Image endswith "powershell.exe" OR
Image endswith "cmd.exe" OR
Image endswith "sc.exe"
Defensive Recommendations
Until patching is confirmed:
- Restrict network access to WAC gateway (internal management subnet only)
- Enforce least privilege on WAC users
- Remove unused extensions
- Apply strict ACLs on WAC installation directories
- Enable detailed PowerShell logging
- Enable command-line process auditing
- Deploy file integrity monitoring
Remediation
Immediate upgrade to the patched version of Windows Admin Center is strongly recommended.

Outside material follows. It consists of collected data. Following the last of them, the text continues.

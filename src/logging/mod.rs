//! Logging and observability
//!
//! Structured logging via `tracing`:
//! - Console output on stderr
//! - Optional rolling JSON file output
//! - Batch lifecycle macros that log counts, ids and error categories only
//!
//! # Example
//!
//! ```no_run
//! use deident::logging::init_logging;
//! use deident::config::LoggingConfig;
//!
//! let config = LoggingConfig::default();
//! let _guard = init_logging("info", &config).expect("Failed to initialize logging");
//!
//! tracing::info!(records = 42, "Batch received");
//! ```

pub mod structured;

pub use structured::{init_logging, LoggingGuard};

/// Log the start of a batch
///
/// # Example
///
/// ```no_run
/// use deident::log_batch_start;
///
/// let batch_id = uuid::Uuid::new_v4();
/// log_batch_start!(batch_id, 120);
/// ```
#[macro_export]
macro_rules! log_batch_start {
    ($batch_id:expr, $records:expr) => {
        tracing::info!(
            batch_id = %$batch_id,
            records = $records,
            "Starting batch"
        );
    };
}

/// Log a released batch
///
/// # Example
///
/// ```no_run
/// use deident::log_batch_complete;
/// use std::time::Duration;
///
/// let batch_id = uuid::Uuid::new_v4();
/// log_batch_complete!(batch_id, 118, Duration::from_millis(40));
/// ```
#[macro_export]
macro_rules! log_batch_complete {
    ($batch_id:expr, $released:expr, $duration:expr) => {
        tracing::info!(
            batch_id = %$batch_id,
            released = $released,
            duration_ms = $duration.as_millis(),
            "Batch released"
        );
    };
}

/// Log a rejected batch with its error category
///
/// The error's display form names fields, indices and cohorts, never values.
#[macro_export]
macro_rules! log_batch_rejected {
    ($batch_id:expr, $error:expr) => {
        tracing::error!(
            batch_id = %$batch_id,
            category = $error.category(),
            error = %$error,
            "Batch rejected"
        );
    };
}

/// Log a skipped k-anonymity check on a corpus smaller than k
#[macro_export]
macro_rules! log_k_anonymity_bypass {
    ($records:expr, $k:expr) => {
        tracing::warn!(
            records = $records,
            k = $k,
            "Record set smaller than k; cohort size not enforced"
        );
    };
}
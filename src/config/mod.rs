//! Configuration management for deident.
//!
//! TOML configuration with:
//! - Environment variable substitution (`${VAR_NAME}`)
//! - `DEIDENT_<SECTION>_<KEY>` environment overrides
//! - Default values for every setting
//! - Validation on load
//!
//! # Quick Start
//!
//! ```rust,no_run
//! use deident::config::load_config;
//!
//! # fn example() -> Result<(), Box<dyn std::error::Error>> {
//! let config = load_config("deident.toml")?;
//! println!("k = {}", config.privacy.k);
//! # Ok(())
//! # }
//! ```
//!
//! # Configuration Structure
//!
//! - [`ApplicationConfig`] - Log level and dry-run mode
//! - [`PrivacyConfig`] - k, violation policy, age bucket widths, audit log
//! - [`LoggingConfig`] - Local file logging
//!
//! # Example Configuration
//!
//! ```toml
//! [application]
//! log_level = "info"
//!
//! [privacy]
//! k = 5
//! on_violation = "reject"
//! storage_age_width = 5
//! chain_age_width = 10
//!
//! [privacy.audit]
//! enabled = true
//! log_path = "${DEIDENT_AUDIT_DIR}/deident.log"
//!
//! [logging]
//! local_enabled = true
//! local_path = "./logs"
//! ```

pub mod loader;
pub mod schema;

pub use crate::anonymization::config::{AuditConfig, PrivacyConfig};
pub use loader::{load_config, parse_config};
pub use schema::{ApplicationConfig, DeidentConfig, LoggingConfig};
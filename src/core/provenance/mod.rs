//! Hash and provenance engine
//!
//! - [`hash`]: canonical hashing primitives (record, consent, proof, batch)
//! - [`proof`]: building and verifying storage-to-chain provenance links

pub mod hash;
pub mod proof;

pub use hash::{batch_hash_of, canonical_hash, consent_hash, is_hash, provenance_proof};
pub use proof::{
    batch_hash, build_consent_hashes, build_provenance, verify_link, verify_release,
};
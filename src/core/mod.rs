//! Core pipeline stages.
//!
//! # Modules
//!
//! - [`normalize`] - Tabular rows and clinical bundles into canonical records
//! - [`identity`] - Per-batch anonymous identifier assignment
//! - [`generalize`] - Storage and chain strength generalization
//! - [`kanonymity`] - Cohort grouping and minimum cohort size enforcement
//! - [`provenance`] - Canonical hashing and storage-to-chain provenance links
//! - [`validation`] - Final release gate
//! - [`pipeline`] - Runs one batch through every stage
//!
//! # Batch Workflow
//!
//! 1. **Normalize**: Parse the input into canonical records
//! 2. **Identify**: Assign `PID-NNN` identifiers in first-encounter order
//! 3. **Generalize**: Produce storage records, then derive chain records from them
//! 4. **Group**: Enforce k-anonymity (reject, or suppress when configured)
//! 5. **Prove**: Hash both strengths and link them with provenance proofs
//! 6. **Validate**: Re-check the final release set before it leaves the pipeline
//!
//! # Example
//!
//! ```rust
//! use deident::core::pipeline::{run_batch, PipelineOptions};
//! use serde_json::json;
//!
//! let rows = json!([
//!     {"Patient ID": "P-1", "Name": "Jane Namukasa", "Gender": "F",
//!      "Age": 37, "Country": "Uganda", "Result": "95"},
//! ]);
//!
//! // A single record is below k, so enforcement is bypassed with a warning
//! let output = run_batch(&rows, &PipelineOptions::default()).unwrap();
//! assert_eq!(output.release.anonymized_records[0].anonymous_pid.as_str(), "PID-001");
//! assert!(output.cohort_report.bypassed());
//! ```

pub mod generalize;
pub mod identity;
pub mod kanonymity;
pub mod normalize;
pub mod pipeline;
pub mod provenance;
pub mod validation;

Official Microsoft Update Link:
https://msrc.microsoft.com/update-guide/vulnerability/CVE-2026-26119
After patching:
- Restart WAC gateway service
- Validate version number
- Review logs for prior suspicious activity
- Rotate administrative credentials if compromise is suspected
Risk Assessment
Because Windows Admin Center serves as a centralized management interface, compromise of the gateway may result in enterprise-wide impact. The CVSS score of 8.8 reflects both ease of exploitation and severity of potential damage.
Even without public exploit code, the vulnerability presents significant risk in environments where:
- WAC is broadly accessible
- Multiple administrators use delegated roles
- Management networks are flat
- Gateway servers are not hardened
Timely patching and monitoring are strongly advised.